▶ [TASK DETAILS]: When you find the line with "self.lock().is_empty()" among the records below, reproduce it and each line after it exactly, ending with the line with "self.entries.lock().unwrap_or_else(PoisonError::into_inner)".

[Stored dataset items]
□ □ □ □
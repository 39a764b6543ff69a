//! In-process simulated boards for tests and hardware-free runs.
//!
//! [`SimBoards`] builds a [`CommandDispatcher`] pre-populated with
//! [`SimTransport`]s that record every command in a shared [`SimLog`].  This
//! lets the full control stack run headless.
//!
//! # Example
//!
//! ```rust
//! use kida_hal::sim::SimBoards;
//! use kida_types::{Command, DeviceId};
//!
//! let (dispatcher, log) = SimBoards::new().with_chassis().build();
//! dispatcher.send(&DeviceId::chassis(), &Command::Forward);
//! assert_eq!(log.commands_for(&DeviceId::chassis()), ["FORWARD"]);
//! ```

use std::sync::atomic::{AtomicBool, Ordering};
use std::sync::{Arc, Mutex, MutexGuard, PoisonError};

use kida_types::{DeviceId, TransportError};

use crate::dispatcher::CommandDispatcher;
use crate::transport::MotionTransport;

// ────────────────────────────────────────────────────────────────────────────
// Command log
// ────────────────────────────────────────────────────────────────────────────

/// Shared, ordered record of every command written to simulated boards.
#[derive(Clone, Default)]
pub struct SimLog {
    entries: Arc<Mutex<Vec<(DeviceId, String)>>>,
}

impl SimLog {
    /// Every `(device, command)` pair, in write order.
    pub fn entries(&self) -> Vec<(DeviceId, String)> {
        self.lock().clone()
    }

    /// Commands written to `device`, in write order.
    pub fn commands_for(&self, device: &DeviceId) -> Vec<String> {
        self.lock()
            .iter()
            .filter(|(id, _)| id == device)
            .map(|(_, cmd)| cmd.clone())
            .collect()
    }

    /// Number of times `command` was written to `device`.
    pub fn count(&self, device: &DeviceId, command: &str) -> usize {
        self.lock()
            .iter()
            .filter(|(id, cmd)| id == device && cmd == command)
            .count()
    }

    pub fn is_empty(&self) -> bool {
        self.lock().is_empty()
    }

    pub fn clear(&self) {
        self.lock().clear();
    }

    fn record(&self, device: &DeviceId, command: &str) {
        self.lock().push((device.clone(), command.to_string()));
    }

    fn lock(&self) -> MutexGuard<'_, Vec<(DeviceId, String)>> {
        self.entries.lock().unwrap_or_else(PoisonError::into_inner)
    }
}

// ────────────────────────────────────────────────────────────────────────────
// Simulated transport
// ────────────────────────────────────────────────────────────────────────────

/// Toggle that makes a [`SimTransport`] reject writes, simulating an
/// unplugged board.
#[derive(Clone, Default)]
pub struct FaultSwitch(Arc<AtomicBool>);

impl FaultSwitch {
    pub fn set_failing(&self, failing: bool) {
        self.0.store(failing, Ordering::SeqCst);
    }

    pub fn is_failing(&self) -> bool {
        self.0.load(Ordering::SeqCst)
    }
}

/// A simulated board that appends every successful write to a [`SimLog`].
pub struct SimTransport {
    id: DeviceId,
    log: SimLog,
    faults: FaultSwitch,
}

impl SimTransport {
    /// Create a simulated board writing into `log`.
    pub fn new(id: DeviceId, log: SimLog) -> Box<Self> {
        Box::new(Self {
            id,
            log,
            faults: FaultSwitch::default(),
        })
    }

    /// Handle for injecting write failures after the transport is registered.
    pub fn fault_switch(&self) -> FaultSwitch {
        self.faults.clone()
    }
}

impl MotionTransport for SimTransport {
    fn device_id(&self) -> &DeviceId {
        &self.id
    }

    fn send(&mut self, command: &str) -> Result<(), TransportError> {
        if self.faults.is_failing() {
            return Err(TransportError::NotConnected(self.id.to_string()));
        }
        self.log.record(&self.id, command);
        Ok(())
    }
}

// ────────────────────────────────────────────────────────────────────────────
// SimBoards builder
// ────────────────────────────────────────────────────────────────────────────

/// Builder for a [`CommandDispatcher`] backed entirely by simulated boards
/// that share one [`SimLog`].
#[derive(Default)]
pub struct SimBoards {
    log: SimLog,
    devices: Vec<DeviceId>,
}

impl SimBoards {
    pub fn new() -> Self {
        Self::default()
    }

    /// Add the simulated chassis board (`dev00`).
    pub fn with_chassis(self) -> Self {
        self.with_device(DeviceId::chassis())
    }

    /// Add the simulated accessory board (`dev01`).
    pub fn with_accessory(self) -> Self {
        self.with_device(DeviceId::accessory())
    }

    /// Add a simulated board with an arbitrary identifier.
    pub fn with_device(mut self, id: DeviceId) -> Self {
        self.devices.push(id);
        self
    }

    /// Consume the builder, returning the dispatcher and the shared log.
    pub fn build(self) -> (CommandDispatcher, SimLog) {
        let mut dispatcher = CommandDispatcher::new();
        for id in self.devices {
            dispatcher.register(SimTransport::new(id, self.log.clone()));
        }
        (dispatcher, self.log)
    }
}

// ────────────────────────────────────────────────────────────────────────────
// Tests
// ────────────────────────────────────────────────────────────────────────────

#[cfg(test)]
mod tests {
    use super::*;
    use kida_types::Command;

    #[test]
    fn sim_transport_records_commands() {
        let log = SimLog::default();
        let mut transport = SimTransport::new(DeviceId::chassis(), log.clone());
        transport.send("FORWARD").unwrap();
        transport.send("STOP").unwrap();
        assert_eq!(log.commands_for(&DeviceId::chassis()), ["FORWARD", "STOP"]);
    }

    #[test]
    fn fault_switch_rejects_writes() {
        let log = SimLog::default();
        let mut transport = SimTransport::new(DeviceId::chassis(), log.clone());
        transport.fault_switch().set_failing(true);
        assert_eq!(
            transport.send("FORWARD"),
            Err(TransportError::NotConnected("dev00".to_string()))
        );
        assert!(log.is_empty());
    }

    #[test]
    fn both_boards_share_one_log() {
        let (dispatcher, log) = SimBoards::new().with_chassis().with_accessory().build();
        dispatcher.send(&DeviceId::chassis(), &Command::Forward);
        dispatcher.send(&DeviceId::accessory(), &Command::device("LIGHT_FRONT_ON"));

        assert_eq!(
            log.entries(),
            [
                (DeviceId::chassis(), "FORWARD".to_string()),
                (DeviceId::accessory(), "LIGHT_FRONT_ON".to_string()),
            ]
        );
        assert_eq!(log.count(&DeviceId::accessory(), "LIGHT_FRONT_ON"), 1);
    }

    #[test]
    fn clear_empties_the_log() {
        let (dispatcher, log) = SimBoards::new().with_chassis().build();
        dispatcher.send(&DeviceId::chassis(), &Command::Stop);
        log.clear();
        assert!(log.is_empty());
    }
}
□ □ □ □
▶ [REPLY]:
        self.lock().is_empty()
    }

    pub fn clear(&self) {
        self.lock().clear();
    }

    fn record(&self, device: &DeviceId, command: &str) {
        self.lock().push((device.clone(), command.to_string()));
    }

    fn lock(&self) -> MutexGuard<'_, Vec<(DeviceId, String)>> {
        self.entries.lock().unwrap_or_else(PoisonError::into_inner)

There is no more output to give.